* EXERCISE OBJECTIVE:
Your answer must be a single number: the count of lines in the entries below that hold "Decimal".

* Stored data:
══════

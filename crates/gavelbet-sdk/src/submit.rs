use std::time::Duration;

use serde::{Deserialize, Serialize};

use crate::chain::ChainBackend;
use crate::error::{Error, Result};
use crate::hashing::TxId;
use crate::ledger::UnspentOutput;
use crate::tx::SignedTransaction;
use crate::wallet::Wallet;

/// How delays grow between visibility polls.
#[derive(Debug, Clone, Copy, PartialEq, Eq, Serialize, Deserialize)]
#[serde(tag = "kind", rename_all = "snake_case")]
pub enum Backoff {
    Fixed,
    Exponential {
        factor: u32,
        #[serde(with = "duration_ms")]
        max_delay: Duration,
    },
}

/// Bounded polling schedule for post-submission lookups.
#[derive(Debug, Clone, PartialEq, Eq, Serialize, Deserialize)]
#[serde(default)]
pub struct RetryPolicy {
    pub max_attempts: u32,
    #[serde(with = "duration_ms")]
    pub initial_delay: Duration,
    pub backoff: Backoff,
}

impl Default for RetryPolicy {
    fn default() -> Self {
        Self {
            max_attempts: 10,
            initial_delay: Duration::from_millis(1500),
            backoff: Backoff::Fixed,
        }
    }
}

impl RetryPolicy {
    pub fn fixed(max_attempts: u32, delay: Duration) -> Self {
        Self {
            max_attempts,
            initial_delay: delay,
            backoff: Backoff::Fixed,
        }
    }

    pub fn exponential(max_attempts: u32, initial_delay: Duration, factor: u32, max_delay: Duration) -> Self {
        Self {
            max_attempts,
            initial_delay,
            backoff: Backoff::Exponential { factor, max_delay },
        }
    }

    /// Delay after the failed attempt number `attempt` (1-based).
    pub fn delay_for(&self, attempt: u32) -> Duration {
        match self.backoff {
            Backoff::Fixed => self.initial_delay,
            Backoff::Exponential { factor, max_delay } => {
                let exp = attempt.saturating_sub(1);
                let mult = factor.max(1).saturating_pow(exp);
                self.initial_delay.saturating_mul(mult).min(max_delay)
            }
        }
    }
}

/// Submit through the wallet. Rejections surface as `Error::Submission`
/// with the provider's message.
pub async fn submit(wallet: &dyn Wallet, tx: &SignedTransaction) -> Result<TxId> {
    let id = wallet.submit_transaction(tx.bytes()).await.map_err(|e| match e {
        Error::Submission(msg) => Error::Submission(msg),
        other => Error::Submission(other.to_string()),
    })?;
    if id != tx.tx_id() {
        log::warn!("provider reported id {id} for transaction {}", tx.tx_id());
    }
    log::info!("submitted {}", tx.tx_id());
    Ok(tx.tx_id())
}

/// Poll the provider until outputs of `tx_id` show up.
///
/// Not-found and empty responses are retried according to `policy`; any other
/// error is returned immediately.
pub async fn await_visible(
    chain: &dyn ChainBackend,
    tx_id: &TxId,
    policy: &RetryPolicy,
) -> Result<Vec<UnspentOutput>> {
    let attempts = policy.max_attempts.max(1);
    for attempt in 1..=attempts {
        match chain.fetch_outputs_by_tx(tx_id).await {
            Ok(outputs) if !outputs.is_empty() => {
                log::debug!("{tx_id} visible after {attempt} attempt(s)");
                return Ok(outputs);
            }
            Ok(_) => {}
            Err(e) if e.is_not_found() => {}
            Err(e) => return Err(e),
        }
        if attempt < attempts {
            let delay = policy.delay_for(attempt);
            log::warn!("{tx_id} not visible yet (attempt {attempt}/{attempts}), retrying in {delay:?}");
            tokio::time::sleep(delay).await;
        }
    }
    Err(Error::VisibilityTimeout {
        tx_id: *tx_id,
        attempts,
    })
}

mod duration_ms {
    use std::time::Duration;

    use serde::{Deserialize, Deserializer, Serializer};

    pub fn serialize<S: Serializer>(d: &Duration, s: S) -> Result<S::Ok, S::Error> {
        s.serialize_u64(d.as_millis() as u64)
    }

    pub fn deserialize<'de, D: Deserializer<'de>>(d: D) -> Result<Duration, D::Error> {
        Ok(Duration::from_millis(u64::deserialize(d)?))
    }
}
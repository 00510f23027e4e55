use std::fs;
use std::sync::Arc;

use gavelbet_sdk::{
    BlockfrostBackend, ChainBackend, CompiledValidator, GavelbetSdk, KeySigner, KeyWallet,
    Wallet,
};
use tokio::sync::{Mutex, MutexGuard};

use crate::config::AppConfig;
use crate::secrets::SecretProvider;
use crate::workflow::{AuctionWorkflow, BetWorkflow, WorkflowStore};
use crate::{AppError, WALLET_KEY};

/// Everything a command needs: the SDK bound to one network, the acting
/// wallet, the key source for co-signers and the workflow records.
pub struct Session {
    sdk: GavelbetSdk,
    wallet: Arc<dyn Wallet>,
    secrets: Arc<dyn SecretProvider>,
    workflows: Mutex<WorkflowStore>,
}

impl Session {
    pub fn new(
        sdk: GavelbetSdk,
        wallet: Arc<dyn Wallet>,
        secrets: Arc<dyn SecretProvider>,
        workflows: WorkflowStore,
    ) -> Self {
        Self {
            sdk,
            wallet,
            secrets,
            workflows: Mutex::new(workflows),
        }
    }

    /// Wire a session against Blockfrost from a loaded config. The acting
    /// wallet is the key the provider returns for `"wallet"`; its workflow
    /// records are recovered from the contract addresses.
    pub async fn open(
        config: &AppConfig,
        secrets: Arc<dyn SecretProvider>,
    ) -> Result<Self, AppError> {
        let network = config.network;
        let chain: Arc<dyn ChainBackend> = Arc::new(BlockfrostBackend::with_base_url(
            config.blockfrost_url(),
            &config.blockfrost_project_id,
        ));

        let auction = CompiledValidator::from_blueprint(
            &fs::read_to_string(&config.auction_blueprint)?,
            &config.auction_title,
            network,
        )?;
        let bet = CompiledValidator::from_blueprint(
            &fs::read_to_string(&config.bet_blueprint)?,
            &config.bet_title,
            network,
        )?;
        tracing::info!(
            network = %network,
            auction = %auction.hash(),
            bet = %bet.hash(),
            "validators loaded"
        );

        let sdk = GavelbetSdk::new(chain.clone(), network, auction, bet)?
            .with_build_config(config.build.clone())
            .with_retry_policy(config.retry.clone());

        let wallet = KeyWallet::new(secrets.signing_key(WALLET_KEY)?, network, chain);
        tracing::info!(address = %wallet.address(), "wallet ready");

        let owner = wallet.signer().public_key_hash();
        let workflows = WorkflowStore::rebuild(&sdk, &owner).await?;

        Ok(Self::new(sdk, Arc::new(wallet), secrets, workflows))
    }

    pub fn sdk(&self) -> &GavelbetSdk {
        &self.sdk
    }

    pub fn wallet(&self) -> &dyn Wallet {
        self.wallet.as_ref()
    }

    /// A co-signer's key, looked up by name on each use.
    pub fn signer(&self, name: &str) -> Result<KeySigner, AppError> {
        Ok(self.secrets.signing_key(name)?)
    }

    pub async fn workflows(&self) -> MutexGuard<'_, WorkflowStore> {
        self.workflows.lock().await
    }

    /// Copy of an unfinished auction workflow. The lock is released before
    /// the caller goes to the network.
    pub async fn open_auction(&self, id: &str) -> Result<AuctionWorkflow, AppError> {
        let store = self.workflows.lock().await;
        let workflow = store
            .auction(id)
            .ok_or_else(|| AppError::UnknownWorkflow(id.to_string()))?;
        if workflow.finished {
            return Err(AppError::WorkflowFinished(id.to_string()));
        }
        Ok(workflow.clone())
    }

    pub async fn open_bet(&self, id: &str) -> Result<BetWorkflow, AppError> {
        let store = self.workflows.lock().await;
        let workflow = store
            .bet(id)
            .ok_or_else(|| AppError::UnknownWorkflow(id.to_string()))?;
        if workflow.finished {
            return Err(AppError::WorkflowFinished(id.to_string()));
        }
        Ok(workflow.clone())
    }
}
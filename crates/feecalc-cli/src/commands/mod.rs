pub mod irr;
pub mod offer;
pub mod session;

use feecalc_core::parse::{parse_amount, parse_rate};
use feecalc_core::FeeAmount;
use rust_decimal::Decimal;

/// Amount flag: `250000`, `250,000`, `250k`, `1.5m`.
pub fn amount_arg(text: &str) -> Result<Decimal, String> {
    parse_amount(text).ok_or_else(|| format!("invalid amount '{text}' (try 250000, 250k or 1.5m)"))
}

/// Rate flag: `2%` or `0.02`.
pub fn rate_arg(text: &str) -> Result<Decimal, String> {
    parse_rate(text).ok_or_else(|| format!("invalid rate '{text}' (try 2% or 0.02)"))
}

/// Fee flag: a trailing `%` makes it a share of the investment, otherwise
/// a flat amount.
pub fn fee_arg(text: &str) -> Result<FeeAmount, String> {
    if text.trim_end().ends_with('%') {
        rate_arg(text).map(FeeAmount::Percent)
    } else {
        amount_arg(text).map(FeeAmount::Flat)
    }
}

#[cfg(test)]
mod tests {
    use super::*;

    #[test]
    fn test_flag_parsers() {
        assert_eq!(amount_arg("250k"), Ok(Decimal::from(250_000)));
        assert_eq!(rate_arg("2%"), Ok(Decimal::new(2, 2)));
        assert_eq!(fee_arg("1%"), Ok(FeeAmount::Percent(Decimal::new(1, 2))));
        assert_eq!(fee_arg("1,500"), Ok(FeeAmount::Flat(Decimal::from(1500))));
        assert!(amount_arg("lots").is_err());
    }
}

══════

* EXPECTED OUTPUT:
7